Capturing the Reel Racist - A Debate
By Howard Gluss
A Reader Asks: I have read your book REEL PEOPLE on developing psychologically sound characters. I am working on a character who has to transition from being somewhat of a racist into being a full-blown racist with murderous intentions. Can you give me any insight into what personality type would act this way and what may cause this violent outburst? Can you recommend any films that I can look at?
Joshua, New York City
Dr. Howard Gluss Responds:
A film that I have seen recently that you should study that depicts bigotry and specifically Anti-Semitism in a fascinating manner is The Believer. The character of Danny, a self inflated Jewish anti-Semite, is a fascinating portrayal of the Borderline Personality gone violent. He appears to be a walking contradiction. He has very little control of his impulses, especially his intense rage, and possesses a fragile unstable self-image filled with self-hatred. In a powerful scene depicting projected self-hatred, he beats a Hassidic student because he sees him as weak. In truth, Danny is really beating himself up. He loves the Torah but hates its doctrine of ambiguity. Like most Borderlines, he wants the world depicted in black and white with no gray areas. Writer/Director Henry Bean opens the film with the powerful Latin quote "I hate and I love, who can tell me why?" Danny has aspects of what can be termed "The Hitler Disease." Luckily, it is a rare combination of psychosis, psychopathology and genius that usually remains powerless.

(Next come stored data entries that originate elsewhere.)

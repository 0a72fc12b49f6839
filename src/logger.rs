//! Session logger — writes all log output to a single file in the OS data directory.
//!
//! The file is **truncated (overwritten) at each launch**, so it only ever
//! contains output from the most-recent session and never grows unboundedly.
//!
//! Log location:
//!   Windows:  `%APPDATA%\Mapquill\mapquill.log`
//!   Linux:    `~/.local/share/Mapquill/mapquill.log`
//!   macOS:    `~/Library/Application Support/Mapquill/mapquill.log`
//!
//! Use the `log_info!` / `log_warn!` / `log_err!` macros anywhere in the
//! crate. Logging is best-effort: I/O failures are swallowed so logging can
//! never take the editor down with it.

use std::fs::{self, File, OpenOptions};
use std::io::Write;
use std::path::PathBuf;
use std::sync::{Mutex, OnceLock};
use std::time::{SystemTime, UNIX_EPOCH};

use crate::platform;

static LOG_FILE: OnceLock<Mutex<File>> = OnceLock::new();
static LOG_PATH: OnceLock<PathBuf> = OnceLock::new();

/// Returns the path to the current session log file, if the logger is up.
pub fn log_path() -> Option<&'static PathBuf> {
    LOG_PATH.get()
}

/// Write a raw line to the session log. Silently ignores I/O errors.
pub fn write_line(line: &str) {
    if let Some(mutex) = LOG_FILE.get()
        && let Ok(mut file) = mutex.lock()
    {
        let _ = writeln!(file, "{}", line);
    }
}

/// Write a timestamped, level-tagged line to the session log.
pub fn write(level: &str, msg: &str) {
    write_line(&format!("[{}] [{}] {}", timestamp(), level, msg));
}

#[macro_export]
macro_rules! log_info {
    ($($arg:tt)*) => {{
        $crate::logger::write("INFO", &format!($($arg)*));
    }};
}

#[macro_export]
macro_rules! log_warn {
    ($($arg:tt)*) => {{
        $crate::logger::write("WARN", &format!($($arg)*));
    }};
}

#[macro_export]
macro_rules! log_err {
    ($($arg:tt)*) => {{
        $crate::logger::write("ERROR", &format!($($arg)*));
    }};
}

/// Initialise the session logger. Call once, before any logging.
///
/// Creates (or truncates) the log file and installs a panic hook that mirrors
/// the panic message into the log before the default handler runs.
pub fn init() {
    let path = platform::data_dir().join("Mapquill").join("mapquill.log");

    if let Some(parent) = path.parent() {
        let _ = fs::create_dir_all(parent);
    }

    let file = OpenOptions::new()
        .create(true)
        .write(true)
        .truncate(true)
        .open(&path);

    match file {
        Ok(f) => {
            let _ = LOG_PATH.set(path.clone());
            let _ = LOG_FILE.set(Mutex::new(f));
        }
        Err(e) => {
            eprintln!("[logger] failed to open log file {:?}: {}", path, e);
            return;
        }
    }

    write_line(&format!(
        "=== Mapquill session started (unix {}) ===",
        unix_secs()
    ));
    write_line(&format!("Log file: {}", path.display()));
    write_line("");

    let prev = std::panic::take_hook();
    std::panic::set_hook(Box::new(move |info| {
        write_line(&format!("[{}] [PANIC] {}", timestamp(), info));
        prev(info);
    }));
}

fn unix_secs() -> u64 {
    SystemTime::now()
        .duration_since(UNIX_EPOCH)
        .map(|d| d.as_secs())
        .unwrap_or(0)
}

/// HH:MM:SS within the current day — good enough for a session log.
fn timestamp() -> String {
    let secs = unix_secs();
    format!(
        "{:02}:{:02}:{:02}",
        (secs % 86400) / 3600,
        (secs % 3600) / 60,
        secs % 60
    )
}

Joshua, I believe the roots to violent acting out are understood by defining panic. In a panic state, the person believes that they are in danger, whether it is real or imagined. The Jew, in the case of The Believer, is seen as the enemy and must be destroyed. Danny, in desperate confusion, living in world that polarizes experiences into feminine and masculine characteristics, attempts to dilute any forces that may interfere with his hyper-masculinity or macho-ness. The Jew, seen possessing the qualities of pacifism, intellectualism and feminity, is reviled. Added to the confusion of Jewish anti-macho feeling is the secret envy of the Jew. He is believed to be influential and privileged. Internally, Danny hates his Jewishness because he believes it has castrated him. As he releases his intense rage, he finds others with the same explosive venom. Underneath their pseudo masculinity and convoluted psychologies lies highly fragile, empty and dependent individuals who beat their women and kill all that they see weak in themselves and others.
Josh, with a strong understanding of the psychodynamics of racism, I feel that you will be able to make more interesting and authentic choices in your characterizations. Other movies you may look at include Pleasantville, Mississippi Burning and Malcolm X, just to name a few. Good Luck in your writing!!
[Note from the Editor: In addressing our reader's question, Dr. Gluss - psychologist and Hollywood story consultant - states he deliberately took a "controversial" point of view - that of describing racist behavior from the point of view of the individual's internal conflicts and drives (otherwise known as psychodynamic theory). We wish to note that there are other schools of thought regarding racism that point to the social environment as the main cause of racism, as in: racists are made not born. The "Nature vs. Nurture" question is an ongoing debate among theorists and practioners.]